Para os enrustidos, ter empregada aliada é gênero de primeira necessidade. Um conhecido, filho de família rica e tradicional do Rio Grande do Sul, tem uma ótima para os seus propósitos. Esperta passista do Salgueiro, Cleonice é treinada para sumir com tudo gay do apartamento em 23 minutos. Basta um parente qualquer ligar, mesmo do aeroporto, já no Rio de Janeiro, dizendo que vai pra lá e ela dispara feito um raio. Em tempo cronometrado, escamoteia porta-retratos, livros, revistas, bilhetes, deixa calcinha lavada esquecida no box, até o quadro do Vitor Arruda desaparece da parede. Cleonice é tão pós-graduada nas paranoias do patrão que, em época de visita, troca invariavelmente os nomes das bibas que ligam pra ele.

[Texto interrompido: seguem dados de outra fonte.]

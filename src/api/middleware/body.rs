//! Untyped JSON body extraction
//!
//! Validation runs over the raw `serde_json::Value` so every violation in
//! a payload can be collected before anything is deserialized into typed
//! request structs. This extractor only guards the two pre-validation
//! failure modes: empty body and malformed JSON.

use axum::{
    body::Bytes,
    extract::{FromRequest, Request},
};
use serde_json::Value;

use crate::error::AppError;

/// Raw JSON request body.
#[derive(Debug)]
pub struct JsonPayload(pub Value);

impl<S> FromRequest<S> for JsonPayload
where
    S: Send + Sync,
{
    type Rejection = AppError;

    async fn from_request(req: Request, state: &S) -> Result<Self, Self::Rejection> {
        let bytes = Bytes::from_request(req, state)
            .await
            .map_err(|_| AppError::BadRequest("Failed to read request body".to_string()))?;

        if bytes.iter().all(u8::is_ascii_whitespace) {
            return Err(AppError::BadRequest("Request body is required".to_string()));
        }

        let value = serde_json::from_slice(&bytes)
            .map_err(|_| AppError::BadRequest("Invalid JSON in request body".to_string()))?;

        Ok(JsonPayload(value))
    }
}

Nem a gente escapou dessa.

- Seu Patrick, dona Nelsa da Revista Playboy lá no telefone.

Foi indisfarçável o espanto dos parentes diante de nome tão improvável. Restou à biba esforçada um sorriso amarelo e a saída de emergência.

- Família excêntrica, a da gatinha.


Editorial de Nelson Feitosa para a hoje extinta revista Sui Generis, ano 3, número 24, SG Press Editora, Rio de Janeiro, 1997.